<<<<

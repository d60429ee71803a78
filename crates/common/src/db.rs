//! Shared database types for Longbow
//!
//! This module provides common database-related types used across domain repositories.

use crate::error::Error;
use thiserror::Error;

/// Database-specific error types
#[derive(Error, Debug)]
pub enum RepositoryError {
    #[error("Record not found")]
    NotFound,

    #[error("Record already exists")]
    AlreadyExists,

    #[error("Database connection error: {0}")]
    Connection(#[from] sqlx::Error),

    #[error("Invalid data: {0}")]
    InvalidData(String),
}

impl RepositoryError {
    /// Map a sqlx error, translating unique-constraint violations into
    /// `AlreadyExists`. The storage layer's unique indexes are the source
    /// of truth for duplicate detection.
    pub fn from_sqlx(err: sqlx::Error) -> Self {
        if let sqlx::Error::Database(ref db_err) = err {
            if db_err.is_unique_violation() {
                return RepositoryError::AlreadyExists;
            }
        }
        RepositoryError::Connection(err)
    }
}

impl From<RepositoryError> for Error {
    fn from(err: RepositoryError) -> Self {
        match err {
            RepositoryError::NotFound => Error::NotFound("Record not found".to_string()),
            RepositoryError::AlreadyExists => Error::Conflict("Record already exists".to_string()),
            RepositoryError::Connection(e) => Error::Database(e),
            RepositoryError::InvalidData(msg) => Error::Validation(msg),
        }
    }
}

>>>>

## PROBLEM TO WORK ON
Note which lines carry the word "NotFound" in the material, then copy each of them.

## SOLUTION
    NotFound,
            RepositoryError::NotFound => Error::NotFound("Record not found".to_string()),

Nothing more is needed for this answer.